According to a second inventive aspect, the outline processing
alignment mark is made of the same material as the electric wiring
in the opto-electric hybrid board. According to a third inventive
aspect, the insulation layer is made of a polyimide resin in the
opto-electric hybrid board.
According to a fourth inventive aspect, there is provided an
opto-electric hybrid board production method, which includes the
steps of: forming an electric wiring on a front surface of an
insulation layer to prepare an electric circuit board; forming an
optical waveguide on a side of the electric circuit board opposite
to the electric wiring, relative to the insulation layer having the
electric wiring provided on the front surface thereof, to fabricate
an opto-electric hybrid board; and performing an outline processing
operation on the opto-electric hybrid board to impart the
opto-electric hybrid board with a predetermined outline; wherein
the electric circuit board preparing step includes the step of
forming an outline processing alignment mark in adjacent relation
to an outline processing portion on the front surface of the
insulation layer, the outline processing alignment mark being
positioned on the same basis as the basis for positioning the
electric wiring on the front surface of the insulation layer;
wherein the opto-electric hybrid board outline processing step
includes the step of performing the outline processing operation
with reference to the outline processing alignment mark.
According to a fifth inventive aspect, the outline processing
alignment mark is formed from the same material as the electric
wiring in adjacent relation to the outline processing portion when
the electric wiring is formed on the front surface of the
insulation layer in the electric circuit board preparing step of
the opto-electric hybrid board production method. According to a
sixth inventive aspect, the insulation layer is made of a polyimide
resin in the opto-electric hybrid board production method.
In the present disclosure, the term "outline processing operation"

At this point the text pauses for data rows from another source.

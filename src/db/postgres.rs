use std::time::Duration;

use sqlx::{postgres::PgPoolOptions, PgPool};

/// Creates the PostgreSQL pool backing the user repository
///
/// Connections are opened lazily, so the service still starts (and serves the
/// recommender and TMDB routes) while the database is unreachable.
pub fn create_pool(database_url: &str) -> anyhow::Result<PgPool> {
    let pool = PgPoolOptions::new()
        .max_connections(5)
        .acquire_timeout(Duration::from_secs(3))
        .connect_lazy(database_url)?;

    Ok(pool)
}
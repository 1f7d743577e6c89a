use std::sync::Arc;

use anyhow::Context;
use tracing_subscriber::{layer::SubscriberExt, util::SubscriberInitExt, EnvFilter};

use movie_rec_api::{
    api::{create_router, AppState},
    config::Config,
    db::{create_pool, create_redis_client, Cache, PostgresUserRepository},
    recommender::Recommender,
    services::providers::TmdbProvider,
};

#[tokio::main]
async fn main() -> anyhow::Result<()> {
    tracing_subscriber::registry()
        .with(EnvFilter::try_from_default_env().unwrap_or_else(|_| EnvFilter::new("info")))
        .with(tracing_subscriber::fmt::layer())
        .init();

    let config = Config::from_env()?;

    // Both models are fitted before the listener binds
    let (movies_path, ratings_path) = (config.movies_path.clone(), config.ratings_path.clone());
    let recommender = tokio::task::spawn_blocking(move || {
        Recommender::from_csv_paths(&movies_path, &ratings_path)
    })
    .await
    .context("Recommender construction panicked")??;
    tracing::info!(movies = recommender.movies().len(), "Recommender ready");

    let pool = create_pool(&config.database_url)?;
    let users = Arc::new(PostgresUserRepository::new(pool));

    let redis_client = create_redis_client(&config.redis_url)?;
    let (cache, cache_writer) = Cache::new(redis_client);
    let movie_provider = Arc::new(TmdbProvider::new(&config, cache)?);

    let state = AppState::new(recommender, movie_provider, users);
    let app = create_router(state);

    let listener = tokio::net::TcpListener::bind(config.bind_address())
        .await
        .with_context(|| format!("Failed to bind {}", config.bind_address()))?;
    tracing::info!(address = %config.bind_address(), "Server listening");

    axum::serve(listener, app)
        .with_graceful_shutdown(shutdown_signal())
        .await?;

    cache_writer.shutdown().await;
    tracing::info!("Server stopped");

    Ok(())
}

async fn shutdown_signal() {
    if let Err(e) = tokio::signal::ctrl_c().await {
        tracing::error!(error = %e, "Failed to listen for shutdown signal");
    }
    tracing::info!("Shutdown signal received");
}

means a processing operation employing a laser cutting process, a
grinding process, a machining process or other process for
imparting the opto-electric hybrid board with the predetermined
outline.
The inventors of the present invention conceived that the
visibility of the alignment mark can be enhanced by forming the
alignment mark on the front side rather than on the back side of
the colored insulation layer for improvement of the accuracy of the
outline processing operation to be performed on the opto-electric
hybrid board, and conducted intensive studies. As a result, the
inventors found that, where the alignment mark is not formed on the
back side of the insulation layer (board) simultaneously with the
core pattern but is formed on the front side of the insulation
layer on the same basis as the electric wiring pattern which is
accurately positioned for the positioning of the optical waveguide,
the alignment mark positioning accuracy is excellent and, in
addition, the alignment mark provided on the front side of the
insulation layer can be directly viewed and hence has excellent
visibility. Thus, the inventors attained the present invention.
The inventive opto-electric hybrid board is subjected to the
outline processing operation with reference to the highly visible
alignment mark positioned on the same basis as the electric wiring,
and the electric wiring is highly accurately positioned with
respect to the core pattern of the optical waveguide. Therefore,
the opto-electric hybrid board is imparted with an accurate outline
in highly accurate positional relation to the core pattern of the
optical waveguide by performing the outline processing operation
with reference to the alignment mark. Therefore, a ferrule or the
like can be properly engaged with the opto-electric hybrid board or
properly attached to a specific part of the opto-electric hybrid
board without an engagement failure, a connection failure or other
inconvenience.
The alignment mark is provided on the front side of the
opto-electric hybrid board in adjacent relation to the outline
processing portion, i.e., in adjacent relation to an end of the
board. Therefore, an additional processing operation or a product
quality inspecting operation can be advantageously performed with
reference to the alignment mark.
In the inventive opto-electric hybrid board, the outline processing
alignment mark is made of the same material as the electric wiring.
This makes it possible to simultaneously form the electric wiring
and the alignment mark, thereby further increasing the outline
processing accuracy. Therefore, this arrangement is
advantageous.
In the inventive opto-electric hybrid board, the insulation layer
is made of a polyimide resin. Even if the insulation layer is
colored yellow or amber, it is possible to perform the outline
processing operation while directly viewing the alignment mark
formed on the front surface of the insulation layer rather than
viewing the alignment mark through the colored insulation layer.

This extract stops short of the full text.